Some annuals will reseed themselves, thereby providing several years of colorful viewing pleasure for minimal expenditure of effort. Annuals come in virtually every color, height, and leaf texture there is; they are especially showy in masses of solid or mixed colors, but also appealing when planted in small groups or as colorful accent plants in perennial borders.

Many annuals are also well suited for container gardens on porches, roof gardens, terraces, patios and decks, while some annual vines may be grown on fences, arbors, porch rails, or trellises.

Here are some planting suggestions that will add annual color to your garden:

  • To make your garden glow with yellow and orange shades, choose marigolds, nasturtiums, mimulus, celosia, chrysanthemums, California poppies, or sunflowers.
  • For pink color accents, include some wax begonias, snapdragons, cosmos, dianthus, impatiens, portulaca or petunias.
  • Blue choices include ageratum, browallia, heliotrope, morning glories, lobelia, forget-me-nots and torenia.
  • The best white annuals are alyssum, crepis, gypsophilia, nicotiana and mullien.
  • For gorgeous foliage annuals, choose amaranthus, ornamental cabbage, coleus, euphorbia or castor oil plant.

Though annuals are less costly than perennials, they do require the same high level of soil preparation, fertilizing, watering and weeding as their more permanent plant relatives. Most annuals hail from semiarid climates and require full sunshine to thrive; some, however, came originally from woodland environs and do well in shadier sites.

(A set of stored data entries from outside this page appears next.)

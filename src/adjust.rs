//! Non-destructive single-image adjustment and crop engine.
//!
//! Operates on one source bitmap plus a viewfinder whose aspect ratio can
//! differ from the source's native ratio.  The adjustment record (color
//! filters, rotation, zoom, pan) lives outside the layer model and has no
//! history stack; it resets to neutral on apply or cancel.
//!
//! Output resolution follows the *source*: width is the source's native
//! width, height derives from the crop ratio.  Pan is recorded in on-screen
//! viewport pixels and rescaled by `output_width / viewport_width` before
//! baking, so the export matches the live preview regardless of zoom level.
//!
//! Color filters use multiplicative percentage semantics (100 = neutral)
//! and apply in the fixed order brightness → contrast → saturation, with
//! per-stage clamping.

use egui::Vec2;
use image::RgbaImage;
use rayon::prelude::*;

use crate::compositor::sample_bilinear;
use crate::error::FlattenError;

pub const ADJUST_PERCENT_MIN: f32 = 0.0;
pub const ADJUST_PERCENT_MAX: f32 = 200.0;
pub const ZOOM_MIN: f32 = 0.1;
pub const ZOOM_MAX: f32 = 10.0;

/// Keyboard nudge steps: arrows pan, +/- zoom.
pub const PAN_KEY_STEP: f32 = 10.0;
pub const ZOOM_KEY_STEP: f32 = 0.1;

/// Magnifier zoom levels for the point-click zoom tool.
pub const MACRO_ZOOM_MIN: f32 = 1.5;
pub const MACRO_ZOOM_MAX: f32 = 10.0;
pub const MACRO_ZOOM_DEFAULT: f32 = 3.0;

/// Rec. 709 luminance weights, used by the saturation filter.
const LUMA_R: f32 = 0.2126;
const LUMA_G: f32 = 0.7152;
const LUMA_B: f32 = 0.0722;

// ============================================================================
// ADJUSTMENT STATE
// ============================================================================

#[derive(Clone, Copy, Debug, PartialEq)]
pub struct Adjustments {
    /// Percent, 100 = neutral.
    pub brightness: f32,
    pub contrast: f32,
    pub saturation: f32,
    /// Degrees.
    pub rotation: f32,
    /// Zoom factor, clamped to [`ZOOM_MIN`]..=[`ZOOM_MAX`].
    pub scale: f32,
    /// Offset in on-screen viewport pixels.
    pub pan: Vec2,
}

impl Default for Adjustments {
    fn default() -> Self {
        Self {
            brightness: 100.0,
            contrast: 100.0,
            saturation: 100.0,
            rotation: 0.0,
            scale: 1.0,
            pan: Vec2::ZERO,
        }
    }
}

impl Adjustments {
    pub fn is_neutral(&self) -> bool {
        *self == Self::default()
    }

    pub fn set_scale(&mut self, scale: f32) {
        self.scale = scale.clamp(ZOOM_MIN, ZOOM_MAX);
    }

    pub fn pan_by(&mut self, dx: f32, dy: f32) {
        self.pan += Vec2::new(dx, dy);
    }

    /// Quarter-turn step used by the rotate buttons.
    pub fn rotate_quarter(&mut self, clockwise: bool) {
        self.rotation += if clockwise { 90.0 } else { -90.0 };
    }

    /// Reset the viewfinder to the unzoomed, centered fit.  Color filters
    /// and rotation are untouched.
    pub fn reset_view(&mut self) {
        self.scale = 1.0;
        self.pan = Vec2::ZERO;
    }

    /// Point-click zoom: change scale to `target_scale` while keeping the
    /// content point currently under `click_offset` (viewport pixels
    /// relative to the viewport center) exactly there.  Slider-driven scale
    /// changes bypass this and leave pan untouched.
    pub fn zoom_to_point(&mut self, click_offset: Vec2, target_scale: f32) {
        let old = self.scale;
        self.set_scale(target_scale);
        if old <= 0.0 {
            return;
        }
        let ratio = self.scale / old;
        self.pan = click_offset - (click_offset - self.pan) * ratio;
    }

    /// Brightness → contrast → saturation on one RGB triple (0..=255
    /// scale), clamping after each stage.
    pub fn apply_color(&self, rgb: [f32; 3]) -> [f32; 3] {
        let b = self.brightness / 100.0;
        let c = self.contrast / 100.0;
        let s = self.saturation / 100.0;

        let mut out = rgb.map(|v| (v * b).clamp(0.0, 255.0));
        out = out.map(|v| ((v - 127.5) * c + 127.5).clamp(0.0, 255.0));
        let luma = out[0] * LUMA_R + out[1] * LUMA_G + out[2] * LUMA_B;
        out.map(|v| (luma + (v - luma) * s).clamp(0.0, 255.0))
    }
}

// ============================================================================
// FLATTEN
// ============================================================================

/// Render the adjusted, cropped view of `source` into a fresh raster.
///
/// Both "apply" and "download" call this same routine so they can never
/// diverge.  `crop_ratio` is output width / height; `viewport_w` is the
/// on-screen preview width the pan was recorded against.
pub fn render_adjusted(
    source: &RgbaImage,
    adjustments: &Adjustments,
    crop_ratio: f32,
    viewport_w: f32,
    background: [u8; 4],
) -> Result<RgbaImage, FlattenError> {
    let out_w = source.width();
    if out_w == 0 || crop_ratio <= 0.0 {
        return Err(FlattenError::EmptyOutput {
            width: out_w,
            height: 0,
        });
    }
    let out_h = (out_w as f32 / crop_ratio).round().max(1.0) as u32;
    if viewport_w <= 0.0 {
        return Err(FlattenError::BadRaster);
    }

    // Pan recorded in screen pixels, rescaled to output resolution.
    let resolution_scale = out_w as f32 / viewport_w;
    let pan = adjustments.pan * resolution_scale;

    let center_x = out_w as f32 / 2.0 + pan.x;
    let center_y = out_h as f32 / 2.0 + pan.y;
    let src_cx = source.width() as f32 / 2.0;
    let src_cy = source.height() as f32 / 2.0;
    let theta = adjustments.rotation.to_radians();
    let (sin, cos) = theta.sin_cos();
    let scale = adjustments.scale.max(ZOOM_MIN);

    let mut out = RgbaImage::new(out_w, out_h);
    let row_len = out_w as usize * 4;
    out.par_chunks_mut(row_len)
        .enumerate()
        .for_each(|(y, row)| {
            let dy = y as f32 + 0.5 - center_y;
            for x in 0..out_w as usize {
                let dx = x as f32 + 0.5 - center_x;
                // Inverse of translate → rotate → scale.
                let rx = dx * cos + dy * sin;
                let ry = -dx * sin + dy * cos;
                let lx = rx / scale + src_cx;
                let ly = ry / scale + src_cy;

                let px = &mut row[x * 4..x * 4 + 4];
                match sample_bilinear(source, lx - 0.5, ly - 0.5) {
                    Some([r, g, b, a]) => {
                        let [r, g, b] = adjustments.apply_color([r, g, b]);
                        // Composite over the solid background.
                        let bg = background.map(|v| v as f32);
                        px[0] = (r * a + bg[0] * (1.0 - a)).round() as u8;
                        px[1] = (g * a + bg[1] * (1.0 - a)).round() as u8;
                        px[2] = (b * a + bg[2] * (1.0 - a)).round() as u8;
                        px[3] = 255;
                    }
                    None => {
                        px.copy_from_slice(&background);
                    }
                }
            }
        });
    Ok(out)
}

Annuals that need full sun, such as periwinkle and marigold, grow and flower best when they receive at least 4 to 6 hours of direct sunlight each day, while woodland-based species perform best under partial to heavy shade. When planting annuals, avoid heavy soils and areas where water can collect and become waterlogged as well as areas close to large trees and shrubs with thirsty feeder roots.

Most gardeners add annual flowers to their gardens, window boxes and containers to ensure that there is obvious color in the garden all season long. It also is ideal for filling ‘gap’ times when your perennials are not in bloom, such as early summer and late fall. There are so many varieties of annual blooms that the only limits to what you can include in your garden is restricted by your imagination!